##### The data #####

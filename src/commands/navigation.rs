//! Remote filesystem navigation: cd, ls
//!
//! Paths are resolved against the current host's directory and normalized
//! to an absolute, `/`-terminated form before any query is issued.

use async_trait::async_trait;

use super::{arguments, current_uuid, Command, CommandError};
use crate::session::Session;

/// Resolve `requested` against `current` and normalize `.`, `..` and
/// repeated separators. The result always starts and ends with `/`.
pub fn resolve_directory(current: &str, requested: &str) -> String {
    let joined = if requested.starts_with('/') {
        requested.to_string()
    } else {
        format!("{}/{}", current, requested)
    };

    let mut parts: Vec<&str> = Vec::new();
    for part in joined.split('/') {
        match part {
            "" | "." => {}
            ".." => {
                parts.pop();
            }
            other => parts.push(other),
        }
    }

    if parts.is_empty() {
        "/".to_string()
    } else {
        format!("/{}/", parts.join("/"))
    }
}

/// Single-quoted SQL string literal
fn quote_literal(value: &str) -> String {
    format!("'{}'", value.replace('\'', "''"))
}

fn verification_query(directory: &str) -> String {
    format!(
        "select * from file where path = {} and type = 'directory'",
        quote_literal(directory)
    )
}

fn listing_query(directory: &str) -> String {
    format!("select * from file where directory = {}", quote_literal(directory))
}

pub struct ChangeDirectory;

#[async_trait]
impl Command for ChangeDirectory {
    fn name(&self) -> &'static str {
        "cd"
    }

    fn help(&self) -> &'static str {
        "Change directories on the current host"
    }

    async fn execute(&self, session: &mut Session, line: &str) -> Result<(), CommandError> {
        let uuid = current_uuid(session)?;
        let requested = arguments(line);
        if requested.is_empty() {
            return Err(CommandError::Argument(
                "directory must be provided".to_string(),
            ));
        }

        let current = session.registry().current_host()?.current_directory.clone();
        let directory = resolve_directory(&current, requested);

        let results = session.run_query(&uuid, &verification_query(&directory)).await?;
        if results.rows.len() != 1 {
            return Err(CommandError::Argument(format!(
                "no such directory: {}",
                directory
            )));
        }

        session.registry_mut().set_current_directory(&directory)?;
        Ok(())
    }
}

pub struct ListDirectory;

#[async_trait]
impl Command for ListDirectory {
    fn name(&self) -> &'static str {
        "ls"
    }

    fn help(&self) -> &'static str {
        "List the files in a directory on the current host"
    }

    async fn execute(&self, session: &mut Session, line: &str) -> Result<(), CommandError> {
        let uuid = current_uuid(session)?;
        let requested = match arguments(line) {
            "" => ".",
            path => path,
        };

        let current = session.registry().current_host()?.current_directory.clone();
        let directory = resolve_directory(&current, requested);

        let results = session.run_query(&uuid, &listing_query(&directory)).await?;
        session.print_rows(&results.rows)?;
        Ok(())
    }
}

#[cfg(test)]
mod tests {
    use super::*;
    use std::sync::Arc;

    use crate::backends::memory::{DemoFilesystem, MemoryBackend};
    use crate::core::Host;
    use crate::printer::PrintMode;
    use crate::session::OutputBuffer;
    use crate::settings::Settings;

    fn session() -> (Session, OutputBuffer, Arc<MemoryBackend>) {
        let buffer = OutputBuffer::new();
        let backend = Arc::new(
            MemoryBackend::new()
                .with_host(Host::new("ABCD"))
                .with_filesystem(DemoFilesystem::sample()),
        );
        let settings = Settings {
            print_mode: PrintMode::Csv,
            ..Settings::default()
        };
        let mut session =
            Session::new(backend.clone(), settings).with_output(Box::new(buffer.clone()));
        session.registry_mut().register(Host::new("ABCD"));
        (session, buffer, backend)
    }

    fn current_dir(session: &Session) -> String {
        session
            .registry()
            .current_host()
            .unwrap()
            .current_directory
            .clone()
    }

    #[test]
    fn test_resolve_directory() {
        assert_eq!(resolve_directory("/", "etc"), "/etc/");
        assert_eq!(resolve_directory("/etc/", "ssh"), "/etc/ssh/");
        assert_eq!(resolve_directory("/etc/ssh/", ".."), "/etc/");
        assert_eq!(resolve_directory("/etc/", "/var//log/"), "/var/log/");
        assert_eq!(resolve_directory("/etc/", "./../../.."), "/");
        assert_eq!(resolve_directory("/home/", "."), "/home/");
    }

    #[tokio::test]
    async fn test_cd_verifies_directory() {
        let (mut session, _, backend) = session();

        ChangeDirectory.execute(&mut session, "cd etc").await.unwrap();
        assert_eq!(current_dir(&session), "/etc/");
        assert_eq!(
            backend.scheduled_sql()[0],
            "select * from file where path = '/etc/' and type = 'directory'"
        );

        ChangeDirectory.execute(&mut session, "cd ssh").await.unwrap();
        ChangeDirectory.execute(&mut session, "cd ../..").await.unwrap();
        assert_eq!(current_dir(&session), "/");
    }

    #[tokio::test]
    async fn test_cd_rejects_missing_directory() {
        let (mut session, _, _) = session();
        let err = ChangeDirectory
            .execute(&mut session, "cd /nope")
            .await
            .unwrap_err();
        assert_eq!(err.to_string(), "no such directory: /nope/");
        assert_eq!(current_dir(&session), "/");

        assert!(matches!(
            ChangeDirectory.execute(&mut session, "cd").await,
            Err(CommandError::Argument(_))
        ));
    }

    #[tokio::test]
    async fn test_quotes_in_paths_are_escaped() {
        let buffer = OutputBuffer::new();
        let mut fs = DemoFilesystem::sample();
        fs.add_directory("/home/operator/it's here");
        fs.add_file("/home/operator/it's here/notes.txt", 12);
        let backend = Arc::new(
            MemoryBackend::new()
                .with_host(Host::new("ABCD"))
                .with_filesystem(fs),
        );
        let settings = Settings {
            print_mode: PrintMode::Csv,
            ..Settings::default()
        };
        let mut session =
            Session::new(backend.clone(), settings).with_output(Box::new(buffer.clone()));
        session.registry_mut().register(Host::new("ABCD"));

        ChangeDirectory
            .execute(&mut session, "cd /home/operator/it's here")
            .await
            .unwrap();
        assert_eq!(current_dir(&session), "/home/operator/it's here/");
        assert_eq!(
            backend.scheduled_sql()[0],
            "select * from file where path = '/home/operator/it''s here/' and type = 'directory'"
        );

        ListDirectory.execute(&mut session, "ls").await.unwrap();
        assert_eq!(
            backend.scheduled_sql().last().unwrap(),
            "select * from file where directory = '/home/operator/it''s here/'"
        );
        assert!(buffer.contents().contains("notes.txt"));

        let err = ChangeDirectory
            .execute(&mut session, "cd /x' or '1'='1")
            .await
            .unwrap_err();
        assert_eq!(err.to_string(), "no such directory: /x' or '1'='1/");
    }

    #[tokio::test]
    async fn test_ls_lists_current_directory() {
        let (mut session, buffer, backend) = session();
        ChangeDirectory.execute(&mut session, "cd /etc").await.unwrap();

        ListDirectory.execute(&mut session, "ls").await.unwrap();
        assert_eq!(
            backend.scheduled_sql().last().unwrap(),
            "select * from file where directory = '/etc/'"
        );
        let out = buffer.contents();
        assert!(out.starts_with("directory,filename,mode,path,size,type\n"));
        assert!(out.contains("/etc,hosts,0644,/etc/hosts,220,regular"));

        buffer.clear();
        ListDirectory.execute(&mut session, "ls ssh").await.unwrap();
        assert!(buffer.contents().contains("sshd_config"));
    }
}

#####
##### The data #####

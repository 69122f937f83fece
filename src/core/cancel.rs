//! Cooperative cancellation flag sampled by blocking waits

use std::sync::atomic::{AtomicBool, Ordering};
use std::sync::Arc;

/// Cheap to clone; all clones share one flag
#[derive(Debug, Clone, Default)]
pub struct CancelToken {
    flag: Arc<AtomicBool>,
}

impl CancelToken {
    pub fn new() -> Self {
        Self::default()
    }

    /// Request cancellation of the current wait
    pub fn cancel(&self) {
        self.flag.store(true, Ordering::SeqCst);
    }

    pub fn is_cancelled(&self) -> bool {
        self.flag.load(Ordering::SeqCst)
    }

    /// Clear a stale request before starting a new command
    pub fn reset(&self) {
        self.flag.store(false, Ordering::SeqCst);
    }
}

#####

Aim of the task: When the word "impl" shows up in a line of the entries, report that line.

Solution to the exercise:
impl Command for ChangeDirectory {
impl Command for ListDirectory {
impl CancelToken {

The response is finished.